So FINALLY, we gathered the guts to leave. We had to be on our way. I guess that´s how it works with traveling- once you fall in love with the place you´re at, and the people you´re with, you have to leave and make it happen all over again. We lazily woke up at 10 o´clock instead of the advised dawn.

–time passes in bus–

We get to a town called Ollantaytambo (spelling definitely incorrect). It is the sight of one of the biggest Inca victories against the Spanish conquistadors. There is a little cafe owned by a Brit where I had the BEST HOT CHOCOLATE OF MY ENTIRE LIFE. It was not hot chocolate- it was a revolution. I don´t know how they made it, but BY GOD, I will recreate it somehow. For Peru it was outrageously expensive, but all of the profits go directly to pay for OB/Gyn doctors for the ladies who are full of all sorts of diseases because their men sleep around.

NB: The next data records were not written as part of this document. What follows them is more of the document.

//! Modelos de dominio (nodos del grafo WBP, resultados de búsqueda, mensajes
//! de chat y solicitudes de material).

use chrono::{DateTime, Utc};
use serde::{Deserialize, Serialize};

/// Un nodo del grafo de conocimiento: una habilidad (skill) o un recurso URL.
#[derive(Debug, Clone, PartialEq, Serialize, Deserialize)]
pub struct GraphNode {
    pub id: String,
    pub name: String,
    #[serde(default, skip_serializing_if = "Option::is_none")]
    pub embedding: Option<Vec<f64>>,
}

#[derive(Debug, Clone, Copy, PartialEq, Eq, Serialize, Deserialize)]
#[serde(rename_all = "SCREAMING_SNAKE_CASE")]
pub enum RelationshipKind {
    IsPrerequisiteTo,
    Teaches,
}

#[derive(Debug, Clone, PartialEq, Serialize, Deserialize)]
pub struct Relationship {
    #[serde(rename = "type")]
    pub kind: RelationshipKind,
    pub source: String,
    pub target: String,
}

/// Resultado de la búsqueda por similitud. `similarity` suele estar en
/// [0, 1] pero no se valida.
#[derive(Debug, Clone, PartialEq, Serialize, Deserialize)]
#[serde(rename_all = "camelCase")]
pub struct SearchResult {
    pub node: GraphNode,
    pub similarity: f64,
    #[serde(default, skip_serializing_if = "Option::is_none")]
    pub related_nodes: Option<Vec<Relationship>>,
}

#[cfg(test)]
impl SearchResult {
    pub fn new(id: impl Into<String>, name: impl Into<String>, similarity: f64) -> Self {
        Self {
            node: GraphNode {
                id: id.into(),
                name: name.into(),
                embedding: None,
            },
            similarity,
            related_nodes: None,
        }
    }
}

/// Enlace clicable de un resultado hacia la visualización de rutas.
#[derive(Debug, Clone, PartialEq, Eq, Serialize)]
#[serde(rename_all = "camelCase")]
pub struct ResultLink {
    pub node_id: String,
    pub name: String,
    pub link: String,
}

#[derive(Debug, Clone, Copy, PartialEq, Eq, Serialize, Deserialize)]
#[serde(rename_all = "lowercase")]
pub enum Role {
    User,
    Assistant,
}

#[derive(Debug, Clone, Default, PartialEq, Serialize, Deserialize)]
#[serde(rename_all = "camelCase")]
pub struct MessageMetadata {
    #[serde(default, skip_serializing_if = "Option::is_none")]
    pub session_id: Option<String>,
    #[serde(default, skip_serializing_if = "Option::is_none")]
    pub related_node_ids: Option<Vec<String>>,
}

/// Mensaje de la conversación. Inmutable una vez creado.
#[derive(Debug, Clone, PartialEq, Serialize, Deserialize)]
pub struct ChatMessage {
    pub id: String,
    pub role: Role,
    pub content: String,
    pub timestamp: DateTime<Utc>,
    #[serde(default, skip_serializing_if = "Option::is_none")]
    pub metadata: Option<MessageMetadata>,
}

/// Solicitud de nuevo material que se reenvía al canal de revisión.
/// No se persiste localmente.
#[derive(Debug, Clone, PartialEq, Serialize, Deserialize)]
#[serde(rename_all = "camelCase")]
pub struct MaterialRequest {
    pub user_intent: String,
    pub suggested_materials: Vec<SearchResult>,
    #[serde(default, skip_serializing_if = "Option::is_none")]
    pub user_identification: Option<String>,
    pub session_id: String,
    pub timestamp: DateTime<Utc>,
}

/// Respuesta del endpoint de solicitudes de material.
#[derive(Debug, Clone, Copy, PartialEq, Eq, Serialize, Deserialize)]
pub struct MaterialRequestAck {
    pub success: bool,
}

// --- Payload de notificación (embed de Discord) ---

#[derive(Debug, Clone, PartialEq, Eq, Serialize, Deserialize)]
pub struct EmbedField {
    pub name: String,
    pub value: String,
    #[serde(default, skip_serializing_if = "Option::is_none")]
    pub inline: Option<bool>,
}

#[derive(Debug, Clone, PartialEq, Eq, Serialize, Deserialize)]
pub struct EmbedFooter {
    pub text: String,
}

#[derive(Debug, Clone, PartialEq, Eq, Serialize, Deserialize)]
pub struct Embed {
    pub title: String,
    pub description: String,
    pub fields: Vec<EmbedField>,
    #[serde(default, skip_serializing_if = "Option::is_none")]
    pub footer: Option<EmbedFooter>,
    #[serde(default, skip_serializing_if = "Option::is_none")]
    pub timestamp: Option<String>,
}

#[derive(Debug, Clone, PartialEq, Eq, Serialize, Deserialize)]
pub struct DiscordEmbedPayload {
    #[serde(default, skip_serializing_if = "Option::is_none")]
    pub content: Option<String>,
    pub embeds: Vec<Embed>,
}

After eating delicious food (we always find some sort of fake excuse to spend money on delicious food) we waited and waited for the bus to Santa Maria, the next stop on our journey. We took an open top cargo truck, or camión, instead. This was the BEST! One of the greatest things that I´ve ever done in my life. We sat in a hole among the thousands of pounds of farm goods that were being transported to markets all over the andean hillsides. The whole time we cuddled under giant blankets with a tiny indigenous  grandmother, her unmarried son, and her really intelligent eight-year-old grandaughter. The little girl tried to marry off her uncle to us the entire time.  We paid 3 dollars for the long, scary 8 hour journey through the andes. The whole time I sand Beatles songs at the top of my lungs, learning Quechua and talking about family with these loving Andean people. It was really great, besides the hours we had to stop off and unload incredible amounts of potatoes and lettuce and alfalfa. 

 

*BY THE WAY-In the andes, all the girls call each other mamí or mamícita, and the men are all papí or papícita. How good is that? It translates to babe and dude, roughly.*

 

We got off in Santa Maria, and stayed in a hostel because it was the middle of the night! The next morning we left for Aguas Calientes, the valley town below Macchu Picchu. We got there after driving through three raging waterfalls and a mudslide that left the road almost unnavigable. Somehow our driver got us there safely, go him!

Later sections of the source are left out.